Fort Worth ISD moves first day of school to Sept. 8 with 4 weeks of virtual learning
FORT WORTH, Texas - The Fort Worth Independent School District has pushed back the start of the school year.
School board trustees met for an emergency meeting Thursday to discuss the plan for reopening schools.
After five hours of discussion and hearing community feedback, they voted 8-1 in favor of starting the year off with four weeks of virtual learning beginning on Sept. 8.
Thursday morning's meeting began with teachers and staff members making impassioned pleas to keep the previous plan, which was six weeks of virtual learning. But some parents and students said they wanted to be back in the classroom on the first day of school.
The delayed start gives the district ample time for training teachers on how to successfully deliver curriculum via the internet.

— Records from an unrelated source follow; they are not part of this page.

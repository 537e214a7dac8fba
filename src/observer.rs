//! Lifecycle events and the observer that receives them.

use log::{Level, log, warn};
use std::sync::Arc;

use crate::PipelineState;

/// Something that happened to a pipeline run.
#[derive(Clone, Debug, PartialEq, Eq)]
pub enum LifecycleEvent {
    StateChanged(PipelineState),
    ProducerSpawned,
    /// Producer exited after pushing `pushed` items.
    ProducerStopped { pushed: usize },
    WorkerSpawned { worker: usize, seed: u64 },
    WorkerStopped { worker: usize },
    /// Thread still alive after the grace period; left to exit on its own.
    Detached { thread: String },
    TransformFailed { worker: usize, message: String },
    SourceFailed { message: String },
    /// Consumer stopped waiting while `remaining` workers had not reported.
    ConsumerTimedOut { remaining: usize },
}

/// Receives lifecycle events. Called from the consumer, producer and worker threads.
pub trait LifecycleObserver: Send + Sync {
    fn on_event(&self, event: &LifecycleEvent);
}

pub type SharedObserver = Arc<dyn LifecycleObserver>;

/// Default observer: writes events through the `log` facade.
/// Routine events go to info when `verbose`, debug otherwise; failures always warn.
#[derive(Clone, Copy, Debug, Default)]
pub struct LogObserver {
    pub verbose: bool,
}

impl LogObserver {
    pub fn new(verbose: bool) -> Self {
        Self { verbose }
    }

    fn routine_level(&self) -> Level {
        if self.verbose {
            Level::Info
        } else {
            Level::Debug
        }
    }
}

impl LifecycleObserver for LogObserver {
    fn on_event(&self, event: &LifecycleEvent) {
        let level = self.routine_level();
        match event {
            LifecycleEvent::StateChanged(state) => log!(level, "pipeline {}", state),
            LifecycleEvent::ProducerSpawned => log!(level, "  (Producer) started"),
            LifecycleEvent::ProducerStopped { pushed } => {
                log!(level, "  (Producer) stopped after {} items", pushed)
            }
            LifecycleEvent::WorkerSpawned { worker, seed } => {
                log!(level, "  (Worker {}) started, seed {}", worker, seed)
            }
            LifecycleEvent::WorkerStopped { worker } => {
                log!(level, "  (Worker {}) stopped", worker)
            }
            LifecycleEvent::Detached { thread } => {
                warn!("{} did not exit within the grace period; detaching", thread)
            }
            LifecycleEvent::TransformFailed { worker, message } => {
                warn!("worker {} transform failed: {}", worker, message)
            }
            LifecycleEvent::SourceFailed { message } => warn!("producer error: {}", message),
            LifecycleEvent::ConsumerTimedOut { remaining } => warn!(
                "timed out waiting for results with {} worker(s) still running; stragglers are dropped",
                remaining
            ),
        }
    }
}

“I share their frustration. We are all frustrated. This is unprecedented,” said Fort Worth ISD Superintendent Dr. Kent Scribner. “Not only are we changing with public health conditions. We are dealing with changes from the state and local agencies and we will respond as such.”
Dr. Scribner points out at the end of the first four weeks, the board will evaluate public health concerns at that time and make a decision as to whether in-person learning should then take place.
The superintendent said special needs students, because of very unique requirements, will be allowed to come to campuses for instruction when the school year begins.
The decision comes after weeks of changing guidance from the Texas Education Agency, the attorney general, and local health officials.
Fort Worth ISD originally intended to give parents a choice between virtual and in-person learning and start school August 17.
But last week, with TEA guidance, Tarrant County Public Health officials banned in-person classes until September 28.
Earlier this week, Texas Attorney General Ken Paxton said that school districts should decide when to open their campuses, not local health officials.
Districts like Carroll, Eagle Mountain-Saginaw, Keller and Mansfield have also decided to offer in-person classes earlier than they previously planned.
Arlington ISD decided to start the year off with four weeks of online learning. It will decide when to offer in-person classes at a later time.
Districts are at the risk of losing state funding if they do not have students back in the classrooms within eight weeks of the first day.
“It has been hard to keep up with everything. So I have to stay connected to social media and news outlets, just to find out the changes that are happening every day,” Fort Worth ISD parent Rachel Martinez.
Martinez has three kids in the district, and said Thurday’s decision was what she was hoping for.
She has been monitoring local COVID-19 case numbers, and said her children will likely stay in virtual learning as long as possible.
“I just really hope that whenever we do return to school, that we're still implementing some of the online learning,” she added. “That way, if the situation occurs again, our school has to shut down for other reasons, we can still continue to learn online.”
The Fort Worth ISD Council of PTAs has been hearing from all different types of families in the district. From those who work full-time and are concerned about staying with virtual learning, to those concerned about kids possibly bringing COVID-19 into the house from school.
“Hearing all the diverse variables that are happening for Fort Worth ISD families, helps us understand that this decision is really hard. And this decision is a tough one to make,” said Alexander Montalvo, president of the Fort Worth ISD Council of PTAs.
The council of PTAs and district leaders said they’ll continue to try and connect parents in need of things like childcare with the help they need.
“We've done this whole pandemic of, do you need rent assistance? We can help you there. We can point you in the right direction. Do you need food? We can point you in that direction,” said Tiffany Rogers, vice president of the Fort Worth ISD Council of PTAs.
“We want to get students back in our classrooms, in brick and mortar buildings for person-to-person instruction as fast as possible, as long as it’s safe.” Dr. Scribner said.
With the delays, the end of the school year will now go into the middle of June.
Fort Worth ISDs superintendent said they’ll continue to monitor the situation, and if they feel they need to extend virtual learning further, the board will have to take another vote.